Aim of the task:
Please copy every line with the string "Mutex" from the entries below.

── Excerpted data

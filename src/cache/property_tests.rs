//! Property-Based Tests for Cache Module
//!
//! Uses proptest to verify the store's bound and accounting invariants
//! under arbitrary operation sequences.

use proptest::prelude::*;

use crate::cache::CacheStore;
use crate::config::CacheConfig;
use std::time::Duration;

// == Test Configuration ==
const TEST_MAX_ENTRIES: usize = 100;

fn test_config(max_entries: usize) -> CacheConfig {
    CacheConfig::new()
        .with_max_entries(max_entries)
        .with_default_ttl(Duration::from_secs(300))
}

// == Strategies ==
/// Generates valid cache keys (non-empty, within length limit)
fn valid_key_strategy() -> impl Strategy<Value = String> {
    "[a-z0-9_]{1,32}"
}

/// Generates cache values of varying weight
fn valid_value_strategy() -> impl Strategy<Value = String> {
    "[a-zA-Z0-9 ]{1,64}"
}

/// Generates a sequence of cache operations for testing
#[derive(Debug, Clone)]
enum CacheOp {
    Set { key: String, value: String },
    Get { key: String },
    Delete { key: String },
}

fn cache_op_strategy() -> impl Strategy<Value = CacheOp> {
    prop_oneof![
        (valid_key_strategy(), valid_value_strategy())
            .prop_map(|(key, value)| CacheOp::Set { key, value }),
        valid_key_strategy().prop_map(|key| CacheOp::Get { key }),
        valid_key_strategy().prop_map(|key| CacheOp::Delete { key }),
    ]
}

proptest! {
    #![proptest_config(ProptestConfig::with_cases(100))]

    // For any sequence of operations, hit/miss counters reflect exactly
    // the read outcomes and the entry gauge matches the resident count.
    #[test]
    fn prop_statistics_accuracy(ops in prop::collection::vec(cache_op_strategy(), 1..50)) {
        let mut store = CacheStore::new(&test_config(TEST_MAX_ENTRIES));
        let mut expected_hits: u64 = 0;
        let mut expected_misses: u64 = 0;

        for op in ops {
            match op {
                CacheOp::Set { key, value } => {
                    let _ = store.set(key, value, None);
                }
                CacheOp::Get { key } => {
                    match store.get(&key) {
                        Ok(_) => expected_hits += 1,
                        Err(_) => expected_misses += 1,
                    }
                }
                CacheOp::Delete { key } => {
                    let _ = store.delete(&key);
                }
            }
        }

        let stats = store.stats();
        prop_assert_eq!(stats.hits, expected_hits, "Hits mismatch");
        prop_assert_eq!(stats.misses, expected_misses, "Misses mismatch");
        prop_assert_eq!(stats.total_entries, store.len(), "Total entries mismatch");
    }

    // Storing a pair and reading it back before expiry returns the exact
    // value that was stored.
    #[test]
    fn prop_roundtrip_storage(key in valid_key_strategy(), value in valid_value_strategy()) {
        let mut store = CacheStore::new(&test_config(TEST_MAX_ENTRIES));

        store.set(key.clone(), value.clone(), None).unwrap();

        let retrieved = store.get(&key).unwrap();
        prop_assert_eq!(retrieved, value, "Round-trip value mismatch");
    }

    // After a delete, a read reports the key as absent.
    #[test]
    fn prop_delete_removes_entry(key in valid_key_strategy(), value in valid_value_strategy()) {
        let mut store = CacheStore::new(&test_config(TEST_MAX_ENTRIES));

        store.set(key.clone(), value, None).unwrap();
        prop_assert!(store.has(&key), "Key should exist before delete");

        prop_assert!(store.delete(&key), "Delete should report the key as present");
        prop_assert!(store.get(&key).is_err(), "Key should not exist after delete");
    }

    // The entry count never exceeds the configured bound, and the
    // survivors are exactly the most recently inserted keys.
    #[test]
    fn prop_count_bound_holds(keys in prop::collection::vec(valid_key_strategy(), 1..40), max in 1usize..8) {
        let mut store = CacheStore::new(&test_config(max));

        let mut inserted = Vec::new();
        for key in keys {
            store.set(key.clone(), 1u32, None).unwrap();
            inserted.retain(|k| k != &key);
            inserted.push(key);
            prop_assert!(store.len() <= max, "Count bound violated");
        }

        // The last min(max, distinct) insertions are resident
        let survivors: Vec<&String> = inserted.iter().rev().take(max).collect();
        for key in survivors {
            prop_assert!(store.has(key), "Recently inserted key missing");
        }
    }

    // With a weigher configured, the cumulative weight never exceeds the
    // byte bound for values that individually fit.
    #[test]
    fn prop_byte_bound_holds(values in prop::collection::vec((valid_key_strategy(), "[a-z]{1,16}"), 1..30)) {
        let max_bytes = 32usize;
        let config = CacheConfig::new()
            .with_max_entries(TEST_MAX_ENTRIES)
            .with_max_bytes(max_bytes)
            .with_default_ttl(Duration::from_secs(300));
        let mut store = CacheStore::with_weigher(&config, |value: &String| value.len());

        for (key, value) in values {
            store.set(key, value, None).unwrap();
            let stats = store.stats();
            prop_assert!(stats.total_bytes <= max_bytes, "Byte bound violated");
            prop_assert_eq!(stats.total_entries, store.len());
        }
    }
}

────
── Excerpted data

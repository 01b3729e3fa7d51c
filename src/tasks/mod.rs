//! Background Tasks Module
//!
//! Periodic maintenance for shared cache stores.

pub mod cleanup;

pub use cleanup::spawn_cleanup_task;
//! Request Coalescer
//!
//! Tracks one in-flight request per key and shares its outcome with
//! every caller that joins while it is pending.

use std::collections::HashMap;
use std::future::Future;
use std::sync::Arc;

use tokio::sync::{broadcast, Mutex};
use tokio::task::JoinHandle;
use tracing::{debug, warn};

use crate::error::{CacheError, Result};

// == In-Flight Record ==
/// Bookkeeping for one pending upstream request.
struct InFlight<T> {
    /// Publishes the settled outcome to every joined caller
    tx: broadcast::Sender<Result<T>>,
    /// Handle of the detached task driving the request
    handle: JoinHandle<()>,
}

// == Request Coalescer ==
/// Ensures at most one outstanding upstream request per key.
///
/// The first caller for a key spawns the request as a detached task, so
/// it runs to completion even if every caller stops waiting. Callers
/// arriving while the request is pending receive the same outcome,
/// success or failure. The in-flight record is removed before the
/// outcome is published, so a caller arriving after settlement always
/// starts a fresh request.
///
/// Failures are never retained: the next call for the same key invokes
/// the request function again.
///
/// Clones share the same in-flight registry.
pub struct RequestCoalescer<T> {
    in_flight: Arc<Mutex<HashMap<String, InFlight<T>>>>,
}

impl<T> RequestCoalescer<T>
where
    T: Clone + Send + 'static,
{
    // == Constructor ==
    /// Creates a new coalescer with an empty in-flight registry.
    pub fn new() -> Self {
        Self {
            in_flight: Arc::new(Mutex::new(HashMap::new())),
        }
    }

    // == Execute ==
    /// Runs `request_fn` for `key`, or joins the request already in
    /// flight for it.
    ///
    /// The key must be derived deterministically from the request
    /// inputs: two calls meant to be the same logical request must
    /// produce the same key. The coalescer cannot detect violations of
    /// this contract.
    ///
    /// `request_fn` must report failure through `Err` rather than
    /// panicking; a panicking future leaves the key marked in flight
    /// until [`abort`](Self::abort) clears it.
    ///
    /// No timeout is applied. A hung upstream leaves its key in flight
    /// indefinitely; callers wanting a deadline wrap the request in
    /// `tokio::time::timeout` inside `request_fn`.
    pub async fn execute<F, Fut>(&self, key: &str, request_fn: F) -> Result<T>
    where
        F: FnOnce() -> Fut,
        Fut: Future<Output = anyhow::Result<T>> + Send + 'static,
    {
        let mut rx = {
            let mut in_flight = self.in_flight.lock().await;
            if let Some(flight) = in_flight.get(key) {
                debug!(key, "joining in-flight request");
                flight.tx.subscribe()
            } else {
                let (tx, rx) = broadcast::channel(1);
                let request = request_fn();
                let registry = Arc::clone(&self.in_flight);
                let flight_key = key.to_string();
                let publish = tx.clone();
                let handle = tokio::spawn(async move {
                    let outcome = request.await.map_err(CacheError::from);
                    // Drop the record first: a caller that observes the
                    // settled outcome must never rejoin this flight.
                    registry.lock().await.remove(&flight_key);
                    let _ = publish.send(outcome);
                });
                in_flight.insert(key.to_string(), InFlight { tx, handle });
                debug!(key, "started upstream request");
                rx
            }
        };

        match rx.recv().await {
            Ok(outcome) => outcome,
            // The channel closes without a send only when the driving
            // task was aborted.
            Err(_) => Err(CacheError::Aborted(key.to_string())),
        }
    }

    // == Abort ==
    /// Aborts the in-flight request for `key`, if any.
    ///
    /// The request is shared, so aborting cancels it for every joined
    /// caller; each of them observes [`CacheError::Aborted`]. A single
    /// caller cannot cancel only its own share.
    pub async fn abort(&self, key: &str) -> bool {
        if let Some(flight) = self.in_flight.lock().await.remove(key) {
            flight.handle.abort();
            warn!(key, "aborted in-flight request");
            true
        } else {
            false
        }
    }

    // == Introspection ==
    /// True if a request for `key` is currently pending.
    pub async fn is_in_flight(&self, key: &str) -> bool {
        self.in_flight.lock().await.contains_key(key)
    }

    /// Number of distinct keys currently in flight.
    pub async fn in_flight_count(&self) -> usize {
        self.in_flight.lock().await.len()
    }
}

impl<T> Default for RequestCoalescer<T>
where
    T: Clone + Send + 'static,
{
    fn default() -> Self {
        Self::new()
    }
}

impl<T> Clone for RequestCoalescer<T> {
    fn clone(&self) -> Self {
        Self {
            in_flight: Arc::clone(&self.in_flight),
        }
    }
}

────
── Excerpted data

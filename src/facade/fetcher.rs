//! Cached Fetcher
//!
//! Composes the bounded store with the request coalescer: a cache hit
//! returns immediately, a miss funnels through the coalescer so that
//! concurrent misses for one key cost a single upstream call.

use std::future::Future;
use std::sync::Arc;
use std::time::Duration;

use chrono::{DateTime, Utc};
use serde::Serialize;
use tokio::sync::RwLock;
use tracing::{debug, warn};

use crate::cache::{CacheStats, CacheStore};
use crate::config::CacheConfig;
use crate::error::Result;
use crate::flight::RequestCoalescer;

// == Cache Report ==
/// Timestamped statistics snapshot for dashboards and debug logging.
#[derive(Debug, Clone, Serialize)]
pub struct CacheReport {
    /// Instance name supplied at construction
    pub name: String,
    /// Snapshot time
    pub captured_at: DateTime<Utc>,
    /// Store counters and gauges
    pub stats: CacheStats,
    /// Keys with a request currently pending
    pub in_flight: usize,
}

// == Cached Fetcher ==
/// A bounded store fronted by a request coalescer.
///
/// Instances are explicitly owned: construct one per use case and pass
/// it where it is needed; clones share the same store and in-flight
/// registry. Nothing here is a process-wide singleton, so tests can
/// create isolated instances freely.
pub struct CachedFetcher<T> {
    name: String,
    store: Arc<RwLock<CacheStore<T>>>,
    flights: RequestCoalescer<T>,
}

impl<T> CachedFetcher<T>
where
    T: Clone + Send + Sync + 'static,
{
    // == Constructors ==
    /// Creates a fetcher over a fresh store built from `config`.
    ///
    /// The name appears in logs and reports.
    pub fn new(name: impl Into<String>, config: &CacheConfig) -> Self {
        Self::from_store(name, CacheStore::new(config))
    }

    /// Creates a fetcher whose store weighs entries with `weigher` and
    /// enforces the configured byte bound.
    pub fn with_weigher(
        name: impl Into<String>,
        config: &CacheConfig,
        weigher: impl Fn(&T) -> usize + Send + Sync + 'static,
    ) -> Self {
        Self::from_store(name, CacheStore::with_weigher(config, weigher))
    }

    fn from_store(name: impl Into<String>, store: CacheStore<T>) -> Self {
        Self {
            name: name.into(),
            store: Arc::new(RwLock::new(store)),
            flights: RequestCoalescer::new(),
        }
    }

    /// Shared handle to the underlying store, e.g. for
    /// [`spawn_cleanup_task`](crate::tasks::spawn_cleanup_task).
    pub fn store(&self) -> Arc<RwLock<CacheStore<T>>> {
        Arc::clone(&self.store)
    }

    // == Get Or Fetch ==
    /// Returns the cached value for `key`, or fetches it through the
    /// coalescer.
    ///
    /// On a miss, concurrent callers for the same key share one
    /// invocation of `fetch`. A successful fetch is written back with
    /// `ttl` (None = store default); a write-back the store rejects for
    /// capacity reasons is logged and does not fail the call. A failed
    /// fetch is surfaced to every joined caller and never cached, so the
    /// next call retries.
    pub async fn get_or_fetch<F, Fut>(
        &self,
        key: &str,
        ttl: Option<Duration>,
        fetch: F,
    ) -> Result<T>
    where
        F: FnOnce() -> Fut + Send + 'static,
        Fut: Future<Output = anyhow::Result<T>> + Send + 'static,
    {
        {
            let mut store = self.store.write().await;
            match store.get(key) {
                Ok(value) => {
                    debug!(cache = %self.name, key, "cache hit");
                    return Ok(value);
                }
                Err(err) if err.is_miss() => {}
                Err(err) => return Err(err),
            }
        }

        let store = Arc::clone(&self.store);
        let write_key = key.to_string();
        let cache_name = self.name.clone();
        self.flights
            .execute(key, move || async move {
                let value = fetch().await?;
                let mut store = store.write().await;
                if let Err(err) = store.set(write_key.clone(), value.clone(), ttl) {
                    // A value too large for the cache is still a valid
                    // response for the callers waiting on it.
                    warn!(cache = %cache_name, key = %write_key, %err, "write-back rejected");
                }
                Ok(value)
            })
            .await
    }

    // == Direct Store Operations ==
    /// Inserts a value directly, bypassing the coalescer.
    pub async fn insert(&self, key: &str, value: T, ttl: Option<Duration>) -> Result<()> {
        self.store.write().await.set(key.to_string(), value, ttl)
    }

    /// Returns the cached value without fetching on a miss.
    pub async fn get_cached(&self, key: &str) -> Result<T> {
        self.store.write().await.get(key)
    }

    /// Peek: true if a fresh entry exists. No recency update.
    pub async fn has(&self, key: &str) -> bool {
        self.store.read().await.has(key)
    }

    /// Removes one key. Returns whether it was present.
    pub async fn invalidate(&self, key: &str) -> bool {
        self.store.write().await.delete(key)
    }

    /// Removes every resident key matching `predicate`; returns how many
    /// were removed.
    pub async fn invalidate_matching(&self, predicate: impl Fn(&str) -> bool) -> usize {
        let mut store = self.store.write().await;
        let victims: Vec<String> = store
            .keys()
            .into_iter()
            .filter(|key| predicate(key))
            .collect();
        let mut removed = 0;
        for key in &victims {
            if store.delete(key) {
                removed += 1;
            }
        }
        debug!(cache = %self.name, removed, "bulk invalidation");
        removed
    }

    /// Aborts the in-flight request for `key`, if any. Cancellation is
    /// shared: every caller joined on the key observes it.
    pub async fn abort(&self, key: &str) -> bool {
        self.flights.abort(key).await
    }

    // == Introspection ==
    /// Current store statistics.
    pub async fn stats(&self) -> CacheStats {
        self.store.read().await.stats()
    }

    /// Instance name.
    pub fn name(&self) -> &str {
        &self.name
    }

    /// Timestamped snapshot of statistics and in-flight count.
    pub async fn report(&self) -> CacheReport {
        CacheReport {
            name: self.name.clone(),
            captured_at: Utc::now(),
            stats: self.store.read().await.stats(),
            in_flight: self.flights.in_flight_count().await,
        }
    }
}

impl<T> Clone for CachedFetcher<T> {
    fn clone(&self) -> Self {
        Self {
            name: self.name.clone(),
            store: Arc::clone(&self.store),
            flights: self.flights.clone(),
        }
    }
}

────

Result for this exercise:
use tokio::sync::{broadcast, Mutex};
    in_flight: Arc<Mutex<HashMap<String, InFlight<T>>>>,
            in_flight: Arc::new(Mutex::new(HashMap::new())),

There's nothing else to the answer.